The records -
_ _ _ _ _

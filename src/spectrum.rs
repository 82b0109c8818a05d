use std::fs;
use std::path::Path;

use tracing::{debug, info};

use crate::error::EprError;
use crate::units::{convert, parse_number, FieldUnit};

/// One point of a spectrum: field reading and signal intensity (arbitrary units).
#[derive(Clone, Copy, Debug, PartialEq)]
pub struct Measurement {
    pub field: f64,
    pub intensity: f64,
}

/// An ordered field sweep read from one spectrometer export.
#[derive(Clone, Debug)]
pub struct Spectrum {
    pub name: String,    // file stem, used for titles and output names
    pub unit: FieldUnit, // unit of every `Measurement::field`
    pub measurements: Vec<Measurement>,
}

fn file_stem(path: &Path) -> String {
    path.file_stem()
        .map(|s| s.to_string_lossy().to_string())
        .unwrap_or_else(|| path.display().to_string())
}

fn is_number(token: &str) -> bool {
    token.parse::<f64>().is_ok()
}

// a header like `index  Field [G]  Intensity []` names the field unit in
// brackets; empty or unknown brackets are ignored
fn unit_from_header(line: &str) -> Option<FieldUnit> {
    line.split('[')
        .skip(1)
        .filter_map(|rest| rest.split(']').next())
        .find_map(|inner| inner.parse::<FieldUnit>().ok())
}

fn parse_cell(token: &str, what: &str, line: usize) -> Result<f64, EprError> {
    parse_number(token).map_err(|_| EprError::Parse {
        line,
        message: format!("{} {:?} is not a number", what, token),
    })
}

impl Spectrum {
    pub fn new(name: &str, unit: FieldUnit, measurements: Vec<Measurement>) -> Spectrum {
        Spectrum {
            name: name.to_string(),
            unit,
            measurements,
        }
    }

    /// Reads a whitespace-delimited Bruker ASCII export from disk.
    pub fn from_bruker_ascii(path: &Path) -> Result<Spectrum, EprError> {
        info!("Loading spectrum: {}", path.display());
        let content = fs::read_to_string(path)?;
        Spectrum::parse_bruker_ascii(&file_stem(path), &content)
    }

    /// Parses the text of a Bruker ASCII export.
    ///
    /// Header lines are accepted only before the first data row. Data rows
    /// are `index field intensity [...]` (trailing columns ignored) or just
    /// `field intensity`. The field unit comes from a bracketed header token
    /// and defaults to Gauss.
    pub fn parse_bruker_ascii(name: &str, content: &str) -> Result<Spectrum, EprError> {
        let mut unit = FieldUnit::Gauss;
        let mut measurements = Vec::new();

        for (i, raw) in content.lines().enumerate() {
            let line_number = i + 1;
            let line = raw.trim();
            if line.is_empty() || line.starts_with('#') || line.starts_with('%') {
                continue;
            }

            let tokens: Vec<&str> = line.split_whitespace().collect();
            if measurements.is_empty() && !is_number(tokens[0]) {
                if let Some(header_unit) = unit_from_header(line) {
                    unit = header_unit;
                }
                debug!("header line {}: {:?}, field unit {}", line_number, line, unit);
                continue;
            }

            let (field, intensity) = match tokens.len() {
                1 => {
                    return Err(EprError::Parse {
                        line: line_number,
                        message: "expected a field and an intensity column".to_string(),
                    })
                }
                2 => (tokens[0], tokens[1]),
                _ => (tokens[1], tokens[2]),
            };

            measurements.push(Measurement {
                field: parse_cell(field, "field", line_number)?,
                intensity: parse_cell(intensity, "intensity", line_number)?,
            });
        }

        if measurements.is_empty() {
            return Err(EprError::EmptySpectrum(name.to_string()));
        }
        debug!("{}: {} measurements in {}", name, measurements.len(), unit);

        Ok(Spectrum::new(name, unit, measurements))
    }

    pub fn len(&self) -> usize {
        self.measurements.len()
    }

    pub fn is_empty(&self) -> bool {
        self.measurements.is_empty()
    }

    pub fn fields_in(&self, unit: FieldUnit) -> Vec<f64> {
        self.measurements
            .iter()
            .map(|m| convert(m.field, self.unit, unit))
            .collect()
    }

    pub fn intensities(&self) -> Vec<f64> {
        self.measurements.iter().map(|m| m.intensity).collect()
    }

    /// (min, max) of the field axis, `None` for an empty spectrum.
    pub fn field_range_in(&self, unit: FieldUnit) -> Option<(f64, f64)> {
        min_max(&self.fields_in(unit))
    }
}

pub(crate) fn min_max(values: &[f64]) -> Option<(f64, f64)> {
    values.iter().fold(None, |acc, &v| match acc {
        None => Some((v, v)),
        Some((lo, hi)) => Some((lo.min(v), hi.max(v))),
    })
}

/// A named intensity column of a [`MultiSpectrum`].
#[derive(Clone, Debug)]
pub struct Trace {
    pub name: String,
    pub intensities: Vec<f64>,
}

/// Several spectra sharing one field column, laid out `X,Y1,Y2,...` with
/// the field in mT.
#[derive(Clone, Debug)]
pub struct MultiSpectrum {
    pub name: String,
    pub unit: FieldUnit,
    pub fields: Vec<f64>,
    pub traces: Vec<Trace>,
}

fn split_csv_row(line: &str) -> Vec<&str> {
    line.split(',')
        .map(|cell| cell.trim().trim_matches('"'))
        .collect()
}

impl MultiSpectrum {
    pub fn from_csv(path: &Path) -> Result<MultiSpectrum, EprError> {
        info!("Loading multi-trace CSV: {}", path.display());
        let content = fs::read_to_string(path)?;
        MultiSpectrum::parse_csv(&file_stem(path), &content)
    }

    pub fn parse_csv(name: &str, content: &str) -> Result<MultiSpectrum, EprError> {
        let mut names: Option<Vec<String>> = None;
        let mut columns: Option<usize> = None;
        let mut fields = Vec::new();
        let mut data: Vec<Vec<f64>> = Vec::new();

        for (i, raw) in content.lines().enumerate() {
            let line_number = i + 1;
            let line = raw.trim();
            if line.is_empty() {
                continue;
            }
            let cells = split_csv_row(line);

            if fields.is_empty() && names.is_none() && !is_number(cells[0]) {
                names = Some(cells[1..].iter().map(|s| s.to_string()).collect());
                continue;
            }

            let expected = *columns.get_or_insert(cells.len());
            if expected < 2 {
                return Err(EprError::Parse {
                    line: line_number,
                    message: "expected a field column and at least one signal column".to_string(),
                });
            }
            if cells.len() != expected {
                return Err(EprError::Parse {
                    line: line_number,
                    message: format!("expected {} columns, found {}", expected, cells.len()),
                });
            }
            if data.is_empty() {
                data = vec![Vec::new(); expected - 1];
            }

            fields.push(parse_cell(cells[0], "field", line_number)?);
            for (trace, cell) in data.iter_mut().zip(&cells[1..]) {
                trace.push(parse_cell(cell, "signal", line_number)?);
            }
        }

        if fields.is_empty() {
            return Err(EprError::EmptySpectrum(name.to_string()));
        }

        let names = names.unwrap_or_default();
        let traces = data
            .into_iter()
            .enumerate()
            .map(|(i, intensities)| Trace {
                name: names
                    .get(i)
                    .filter(|n| !n.is_empty())
                    .cloned()
                    .unwrap_or_else(|| format!("Signal {}", i + 1)),
                intensities,
            })
            .collect();

        Ok(MultiSpectrum {
            name: name.to_string(),
            unit: FieldUnit::MilliTesla,
            fields,
            traces,
        })
    }

    pub fn fields_in(&self, unit: FieldUnit) -> Vec<f64> {
        crate::units::convert_all(&self.fields, self.unit, unit)
    }
}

_ _ _ _ _

How to complete this task - Nothing but the lines from the one containing "a field column" through the last line of the material should be returned, each exactly as written, both ends included.

Result for this exercise -
                    message: "expected a field column and at least one signal column".to_string(),
                });
            }
            if cells.len() != expected {
                return Err(EprError::Parse {
                    line: line_number,
                    message: format!("expected {} columns, found {}", expected, cells.len()),
                });
            }
            if data.is_empty() {
                data = vec![Vec::new(); expected - 1];
            }

            fields.push(parse_cell(cells[0], "field", line_number)?);
            for (trace, cell) in data.iter_mut().zip(&cells[1..]) {
                trace.push(parse_cell(cell, "signal", line_number)?);
            }
        }

        if fields.is_empty() {
            return Err(EprError::EmptySpectrum(name.to_string()));
        }

        let names = names.unwrap_or_default();
        let traces = data
            .into_iter()
            .enumerate()
            .map(|(i, intensities)| Trace {
                name: names
                    .get(i)
                    .filter(|n| !n.is_empty())
                    .cloned()
                    .unwrap_or_else(|| format!("Signal {}", i + 1)),
                intensities,
            })
            .collect();

        Ok(MultiSpectrum {
            name: name.to_string(),
            unit: FieldUnit::MilliTesla,
            fields,
            traces,
        })
    }

    pub fn fields_in(&self, unit: FieldUnit) -> Vec<f64> {
        crate::units::convert_all(&self.fields, self.unit, unit)
    }
}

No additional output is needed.